Amor por las almas

Uno de los versículos más impactantes del apóstol San Pablo es el que aparece en su epístola a los romanos. Hablando de la incredulidad de sus hermanos de raza, los judíos, dice:

Digo la verdad en Cristo, no miento -mi conciencia me atestigua que es así, en el Espíritu Santo-: siento una gran tristeza y un dolor incesante en mi corazón; pues desearía ser yo mismo un proscrito, alejado de Cristo, por el bien de mis hermanos, los de mi raza según la carne.
Rom 9,1-3

¡Qué amor no tendría el apóstol de los gentiles hacia su pueblo, el pueblo elegido por Dios para ser faro de luz en medio del resto de pueblos del mundo, el pueblo del que habría de venir la salvación en la persona de Cristo, Dios encarnado! Pues no en vano el Señor dijo a la samaritana que “la salvación viene de los judíos” (Jn 4,22).

Salvando las enormes distancias con el apóstol en cuanto a santidad y celo por las almas, unos cuantos católicos -obispos, sacerdotes, religiosos y seglares- vivimos hoy una situación parecida. Sabemos que somos pecadores, que necesitamos la conversión como el que más, que no tenemos derecho alguno a tirar la primera piedra contra el resto de pecadores. Pero precisamente porque somos conscientes de la gravedad del pecado, que es lo que nos aleja de Dios, se nos abren las carnes cuando vemos que hay situaciones de pecado que no son confrontadas, que son incluso justificadas en nombre de no se sabe bien qué tipo de misericordia divina.

Parece como si hubiera una falta de confianza en el poder de la gracia de Dios a la hora de transformar los corazones. Como si el Espíritu Santo fuera incapaz de conseguir que quien vive en adulterio, fornicación, idolatría, avaricia o cualquier otro pecado grave, abadone el camino de muerte para entrar plenamente en la vida de santidad a la que somos llamados.

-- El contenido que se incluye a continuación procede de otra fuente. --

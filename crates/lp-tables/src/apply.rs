//! Applying entry effects to a subject.
//!
//! Effects are applied strictly in declaration order, and each one yields
//! exactly one [`EffectRecord`], whether or not it changed anything. Trait
//! writes merge into the existing sub-record (or its default), and collection
//! grants only ever append.

use lp_core::effect::{
    BirthTrait, CultureTrait, ItemGrant, OccupationGrant, PersonalityGrant, RaceTrait,
    RelationshipGrant, SkillGrant, StatusTrait, TraitEffect,
};
use lp_core::subject::{Item, LifeEvent, Occupation, PersonalityTrait, Relationship, Skill};
use lp_core::{Attribute, Effect, EffectRecord, ModifierKey, Subject};
use serde::Serialize;
use serde_json::{Value, json};
use tracing::warn;

/// Records and warnings produced by [`apply_effects`].
#[derive(Debug, Clone, Default, PartialEq)]
pub struct Applied {
    /// One record per effect, in application order.
    pub records: Vec<EffectRecord>,
    /// Unknown targets and other skipped writes.
    pub warnings: Vec<String>,
}

/// Apply a list of effects in order.
pub fn apply_effects(effects: &[Effect], subject: &mut Subject) -> Applied {
    let mut applied = Applied::default();
    for effect in effects {
        let record = apply_one(effect, subject, &mut applied.warnings);
        applied.records.push(record);
    }
    applied
}

/// Apply a single effect, discarding any warnings.
pub fn apply_effect(effect: &Effect, subject: &mut Subject) -> EffectRecord {
    apply_one(effect, subject, &mut Vec::new())
}

fn apply_one(effect: &Effect, subject: &mut Subject, warnings: &mut Vec<String>) -> EffectRecord {
    match effect {
        Effect::Modifier { target, value } => {
            apply_modifier(effect, target, *value, subject, warnings)
        }
        Effect::Trait(t) => {
            let value = apply_trait(t, subject, warnings);
            record(effect, value, true)
        }
        Effect::Race(r) => {
            let value = apply_race(r, subject, warnings);
            record(effect, value, true)
        }
        Effect::Skill(g) => record(effect, grant_skill(g, subject), true),
        Effect::Item(g) => record(effect, grant_item(g, subject), true),
        Effect::Relationship(g) => record(effect, grant_relationship(g, subject), true),
        Effect::Occupation(g) => record(effect, grant_occupation(g, subject), true),
        Effect::Event(g) => {
            let event = LifeEvent {
                title: g.title.clone(),
                description: g.description.clone(),
                age: g.age,
            };
            let value = to_value(&event);
            subject.events.push(event);
            record(effect, value, true)
        }
    }
}

fn record(effect: &Effect, value: Value, applied: bool) -> EffectRecord {
    EffectRecord {
        kind: effect.kind(),
        target: effect.target().to_string(),
        value,
        description: effect.to_string(),
        applied,
    }
}

fn to_value<T: Serialize>(value: &T) -> Value {
    serde_json::to_value(value).unwrap_or(Value::Null)
}

fn unknown_target(warnings: &mut Vec<String>, target: &str) {
    warn!(effect_target = target, "unknown effect target");
    warnings.push(format!("Unknown effect target: {target}"));
}

// ---------------------------------------------------------------------------
// Modifiers
// ---------------------------------------------------------------------------

fn apply_modifier(
    effect: &Effect,
    target: &str,
    delta: i32,
    subject: &mut Subject,
    warnings: &mut Vec<String>,
) -> EffectRecord {
    if let Ok(attr) = Attribute::parse(target) {
        let now = subject.attributes.adjust(attr, delta);
        let mut rec = record(effect, json!({ "delta": delta, "result": now }), true);
        rec.target = attr.to_string();
        return rec;
    }

    match ModifierKey::parse(target) {
        ModifierKey::Custom(_) => {
            unknown_target(warnings, target);
            record(effect, json!({ "delta": delta }), false)
        }
        key => {
            let now = subject.modifiers.adjust(key.clone(), delta);
            let mut rec = record(effect, json!({ "delta": delta, "result": now }), true);
            rec.target = key.as_str().to_string();
            rec
        }
    }
}

// ---------------------------------------------------------------------------
// Trait writes
// ---------------------------------------------------------------------------

fn apply_trait(t: &TraitEffect, subject: &mut Subject, warnings: &mut Vec<String>) -> Value {
    match t {
        TraitEffect::Race(r) => apply_race(r, subject, warnings),
        TraitEffect::Culture(c) => apply_culture(c, subject),
        TraitEffect::SocialStatus(s) => apply_status(s, subject),
        TraitEffect::Birth(b) => apply_birth(b, subject),
        TraitEffect::Personality(p) => grant_personality(p, subject),
    }
}

fn apply_race(r: &RaceTrait, subject: &mut Subject, warnings: &mut Vec<String>) -> Value {
    let mut race = subject.race.clone().unwrap_or_default();
    if let Some(name) = &r.name {
        race.name = name.clone();
    }
    if r.description.is_some() {
        race.description = r.description.clone();
    }
    if let Some(abilities) = &r.abilities {
        race.abilities = abilities.clone();
    }
    if let Some(languages) = &r.languages {
        race.languages = languages.clone();
    }
    if let Some(size) = r.size {
        race.size = size;
    }
    if let Some(speed) = r.speed {
        race.speed = speed;
    }

    for (name, score) in &r.base_attributes {
        match Attribute::parse(name) {
            Ok(attr) => *subject.attributes.get_mut(attr) = *score,
            Err(_) => unknown_target(warnings, name),
        }
    }

    let value = to_value(&race);
    subject.race = Some(race);
    value
}

fn apply_culture(c: &CultureTrait, subject: &mut Subject) -> Value {
    let mut culture = subject.culture.clone().unwrap_or_default();
    if let Some(name) = &c.name {
        culture.name = name.clone();
    }
    if c.description.is_some() {
        culture.description = c.description.clone();
    }
    if c.language.is_some() {
        culture.language = c.language.clone();
    }
    if let Some(m) = c.modifier {
        subject.modifiers.set(ModifierKey::Cultural, m);
    }

    let value = to_value(&culture);
    subject.culture = Some(culture);
    value
}

fn apply_status(s: &StatusTrait, subject: &mut Subject) -> Value {
    let mut status = subject.social_status.clone().unwrap_or_default();
    if let Some(level) = &s.level {
        status.level = level.clone();
    }
    if s.description.is_some() {
        status.description = s.description.clone();
    }
    if s.wealth.is_some() {
        status.wealth = s.wealth.clone();
    }
    if s.title.is_some() {
        status.title = s.title.clone();
    }
    if let Some(m) = s.modifier {
        subject.modifiers.set(ModifierKey::SocialStatus, m);
    }
    if let Some(m) = s.title_modifier {
        subject.modifiers.set(ModifierKey::Title, m);
    }

    let value = to_value(&status);
    subject.social_status = Some(status);
    value
}

fn apply_birth(b: &BirthTrait, subject: &mut Subject) -> Value {
    let mut birth = subject.birth.clone().unwrap_or_default();
    if let Some(legitimate) = b.legitimate {
        birth.legitimate = legitimate;
    }
    if b.birth_order.is_some() {
        birth.birth_order = b.birth_order;
    }
    if b.siblings.is_some() {
        birth.siblings = b.siblings;
    }
    if b.place.is_some() {
        birth.place = b.place.clone();
    }
    if b.description.is_some() {
        birth.description = b.description.clone();
    }
    if let Some(m) = b.modifier {
        subject.modifiers.set(ModifierKey::Birth, m);
    }
    if let Some(m) = b.legitimacy_modifier {
        subject.modifiers.set(ModifierKey::Legitimacy, m);
    }

    let value = to_value(&birth);
    subject.birth = Some(birth);
    value
}

// ---------------------------------------------------------------------------
// Collection grants
// ---------------------------------------------------------------------------

fn grant_personality(p: &PersonalityGrant, subject: &mut Subject) -> Value {
    let item = PersonalityTrait {
        name: p.name.clone(),
        alignment: p.alignment.clone(),
        description: p.description.clone(),
    };
    let value = to_value(&item);
    subject.personality.push(item);
    value
}

fn grant_skill(g: &SkillGrant, subject: &mut Subject) -> Value {
    let skill = Skill {
        name: g.name.clone(),
        rank: g.rank.unwrap_or(1),
        source: g.source.clone(),
    };
    let value = to_value(&skill);
    subject.skills.push(skill);
    value
}

fn grant_item(g: &ItemGrant, subject: &mut Subject) -> Value {
    let item = Item {
        name: g.name.clone(),
        quantity: g.quantity.unwrap_or(1),
        description: g.description.clone(),
        value: g.value,
    };
    let value = to_value(&item);
    subject.items.push(item);
    value
}

fn grant_relationship(g: &RelationshipGrant, subject: &mut Subject) -> Value {
    let rel = Relationship {
        name: g.name.clone(),
        kind: g.kind.clone(),
        attitude: g.attitude.clone(),
        description: g.description.clone(),
    };
    let value = to_value(&rel);
    subject.relationships.push(rel);
    value
}

fn grant_occupation(g: &OccupationGrant, subject: &mut Subject) -> Value {
    let occ = Occupation {
        name: g.name.clone(),
        years: g.years,
        description: g.description.clone(),
    };
    let value = to_value(&occ);
    subject.occupations.push(occ);
    value
}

Yerran dramáticamente quienes piensan que pedir la conversión de los demás, indicando los pecados que impiden la salvación, son una especie de justicieros inmisericordes sin caridad. Muy al contrario, dice la Escritura:

Hermanos míos, si alguno de vosotros se desvía de la verdad y otro lo convierte, sepa que quien convierte a un pecador de su extravío se salvará de la muerte y sepultará un sinfín de pecados.
Stg 5,19-20

¿Hay mayor acto de caridad cristiana que, movidos por la gracia de Dios, ayudar a otros a salvarse? ¿cómo es posible que aquellos que, torpemente, siguen hoy los pasos de grandes santos, de instrumentos de conversión en manos del Señor, sean hoy vistos como enemigos de la misericordia divina? ¿a qué adulteración de la fe estamos llegando? ¿a qué grado de depravación espiritual nos quieren llevar?

Siguen hoy resonando con fuerza las palabras de Josué:

Pero si os resulta duro servir al Señor, elegid hoy a quién queréis servir: si a los dioses a los que sirvieron vuestros padres al otro lado del Río, o a los dioses de los amorreos, en cuyo país habitáis; que yo y mi casa serviremos al Señor.
Jos 24,15

Por amor a Cristo, por amor a la cruz, por amor a las almas, hoy y siempre: santidad o muerte.